Investor confidence in the government-sponsored enterprises (GSEs) was significantly down last week based on concerns that Fannie Mae and Freddie Mac would become insolvent as the housing downturn drags on, and their ability to raise capital suddenly became constrained. But a pledge of government support over the weekend and a successful securities offering on Monday by Freddie Mac have eased those concerns.

Many believe the investor panic of last week, which caused shares of the GSEs to lose nearly half their value, was overstated. "No question it's an overreaction; they're well capitalized," Rep. Barney Frank, chairman of the House Financial Services Committee, told Hanley Wood on Friday. "The market is rational in the long run but not always in the short run."

The GSEs, which own or guarantee about $5.2 trillion of U.S. home mortgages, received a few boosts of confidence since last Friday, which seemed to restore investor confidence.

Over the weekend, Treasury Secretary Henry Paulson announced that the Treasury has asked Congress for the authority to extend the GSEs' line of credit, as well as purchase equity stakes in the companies if needed. A third component of the plan would strengthen GSE oversight by giving the Federal Reserve a consulting role in the regulation of the two companies.
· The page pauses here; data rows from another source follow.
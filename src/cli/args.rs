//! Command-line arguments.

use std::path::PathBuf;

use clap::Parser;
use tracing::info;

use crate::calculation::DeductionCalculator;
use crate::config::{ConfigLoader, load_roster, sample_employees};
use crate::error::PayrollResult;
use crate::report::{ReportFormat, ReportGenerator};

use super::session::Session;

/// Command-line options for the `payroll` binary.
#[derive(Debug, Clone, Parser)]
#[command(name = "payroll", version)]
#[command(about = "Compute statutory payroll deductions and write a report")]
pub struct Cli {
    /// Path of the report file to write.
    #[arg(short, long, default_value = "payroll_report.txt")]
    pub output: PathBuf,

    /// Print the generated report to stdout.
    #[arg(long)]
    pub print: bool,

    /// Report layout.
    #[arg(long, value_enum, default_value_t = ReportFormat::Csv)]
    pub format: ReportFormat,

    /// Employee roster CSV (`name,salary`); the sample roster is used when omitted.
    #[arg(long, value_name = "CSV")]
    pub employees: Option<PathBuf>,

    /// Deduction tables YAML; the statutory tables are used when omitted.
    #[arg(long, value_name = "YAML")]
    pub config: Option<PathBuf>,

    /// Run the interactive menu instead of a single batch run.
    #[arg(short, long)]
    pub interactive: bool,

    /// Enable debug logging.
    #[arg(short, long)]
    pub verbose: bool,
}

impl Cli {
    /// Loads the configured tables and roster into a session.
    pub fn session(&self) -> PayrollResult<Session> {
        let calculator = match &self.config {
            Some(path) => ConfigLoader::load(path)?.calculator(),
            None => DeductionCalculator::statutory(),
        };

        let employees = match &self.employees {
            Some(path) => load_roster(path)?,
            None => {
                info!("No roster given, using the sample roster");
                sample_employees()
            }
        };

        let generator = ReportGenerator::new(calculator).with_format(self.format);
        Ok(Session::new(generator, employees, self.output.clone()))
    }
}

#[cfg(test)]
mod tests {
    use super::*;

    #[test]
    fn test_defaults() {
        let cli = Cli::try_parse_from(["payroll"]).unwrap();

        assert_eq!(cli.output, PathBuf::from("payroll_report.txt"));
        assert!(!cli.print);
        assert_eq!(cli.format, ReportFormat::Csv);
        assert!(cli.employees.is_none());
        assert!(cli.config.is_none());
        assert!(!cli.interactive);
    }

    #[test]
    fn test_output_print_and_format() {
        let cli =
            Cli::try_parse_from(["payroll", "-o", "out.csv", "--print", "--format", "table"])
                .unwrap();

        assert_eq!(cli.output, PathBuf::from("out.csv"));
        assert!(cli.print);
        assert_eq!(cli.format, ReportFormat::Table);
    }

    #[test]
    fn test_unknown_format_rejected() {
        assert!(Cli::try_parse_from(["payroll", "--format", "xml"]).is_err());
    }

    #[test]
    fn test_default_session_uses_sample_roster() {
        let cli = Cli::try_parse_from(["payroll", "-i"]).unwrap();
        let session = cli.session().unwrap();

        assert!(cli.interactive);
        assert_eq!(session.employees().len(), 12);
        assert_eq!(session.generator().format(), ReportFormat::Csv);
    }

    #[test]
    fn test_session_with_missing_roster_fails() {
        let cli = Cli::try_parse_from(["payroll", "--employees", "/nonexistent/staff.csv"])
            .unwrap();
        assert!(cli.session().is_err());
    }
}
//! Configuration loading for the payroll deduction engine.
//!
//! This module loads deduction tables from YAML files and employee rosters
//! from CSV files, and provides the built-in sample roster.
//!
//! # Example
//!
//! ```no_run
//! use payroll_deductions::config::{ConfigLoader, sample_employees};
//!
//! let config = ConfigLoader::load("./config/deductions.yaml").unwrap();
//! let calculator = config.calculator();
//! for employee in sample_employees() {
//!     println!("{}: {}", employee.name, calculator.breakdown(employee.salary).net);
//! }
//! ```

mod loader;
mod roster;
mod types;

pub use loader::ConfigLoader;
pub use roster::{load_roster, read_roster, sample_employees};
pub use types::{BracketConfig, DeductionTablesConfig};
//! Deduction and breakdown models.
//!
//! This module contains [`DeductionSet`], the four statutory deductions for
//! one salary, and [`Breakdown`], the full gross-to-net record derived from it.

use rust_decimal::Decimal;
use serde::{Deserialize, Serialize};

/// The four statutory deductions for a single salary.
///
/// # Example
///
/// ```
/// use payroll_deductions::models::DeductionSet;
/// use rust_decimal::Decimal;
/// use std::str::FromStr;
///
/// let deductions = DeductionSet {
///     tax: Decimal::from_str("1602.00").unwrap(),
///     health_levy: Decimal::from(500),
///     social_levy: Decimal::from(1500),
///     housing_levy: Decimal::from_str("1335.00").unwrap(),
/// };
/// assert_eq!(deductions.total(), Decimal::from_str("4937.00").unwrap());
/// ```
#[derive(Debug, Clone, Copy, PartialEq, Eq, Serialize, Deserialize)]
pub struct DeductionSet {
    /// Income tax (PAYE).
    pub tax: Decimal,
    /// Health levy (NHIF).
    pub health_levy: Decimal,
    /// Social-security levy (NSSF).
    pub social_levy: Decimal,
    /// Housing levy.
    pub housing_levy: Decimal,
}

impl DeductionSet {
    /// Returns the sum of all four deductions.
    pub fn total(&self) -> Decimal {
        self.tax + self.health_levy + self.social_levy + self.housing_levy
    }
}

/// A gross-to-net breakdown for one salary.
///
/// `total_deductions` is always the sum of the four deductions and `net` is
/// always `gross - total_deductions`. `net` is negative when the flat levies
/// exceed a very small gross; this is reported, not prevented.
#[derive(Debug, Clone, Copy, PartialEq, Eq, Serialize, Deserialize)]
pub struct Breakdown {
    /// The gross salary.
    pub gross: Decimal,
    /// Income tax (PAYE).
    pub tax: Decimal,
    /// Health levy (NHIF).
    pub health_levy: Decimal,
    /// Social-security levy (NSSF).
    pub social_levy: Decimal,
    /// Housing levy.
    pub housing_levy: Decimal,
    /// Sum of all deductions.
    pub total_deductions: Decimal,
    /// Gross minus total deductions.
    pub net: Decimal,
}

impl Breakdown {
    /// Builds a breakdown from a gross salary and its deductions.
    pub fn new(gross: Decimal, deductions: DeductionSet) -> Self {
        let total_deductions = deductions.total();
        Self {
            gross,
            tax: deductions.tax,
            health_levy: deductions.health_levy,
            social_levy: deductions.social_levy,
            housing_levy: deductions.housing_levy,
            total_deductions,
            net: gross - total_deductions,
        }
    }

    /// Returns the deductions this breakdown was built from.
    pub fn deductions(&self) -> DeductionSet {
        DeductionSet {
            tax: self.tax,
            health_levy: self.health_levy,
            social_levy: self.social_levy,
            housing_levy: self.housing_levy,
        }
    }
}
After the government's pledge of support, another shot in the arm came Monday when the market reacted favorably to a Freddie Mac auction of $3 billion in short-term securities. The auction was highly anticipated; many feared that a lack of investor interest would deepen the level of panic on Wall Street.

But more investors showed up for this auction than had for any other offering in at least six months. Freddie Mac sold $2 billion in three-month securities as part of a routine, weekly debt auction and $1 billion in six-month securities. The bid-to-cover ratio, which measures the amount of bids against the number of bids accepted, was 4.16 for the three-month notes, the highest ratio since last October. And the bid-to-cover ratio for the six-month notes was 3.73, the highest level since January.

On Monday, Fannie Mae and Freddie Mac shares were up more than 30% in pre-market trading, though those gains grew much more modest after the bell rang, with Fannie up 1.9% to $10.44 and Freddie up 2.7% to $7.96 by mid-morning.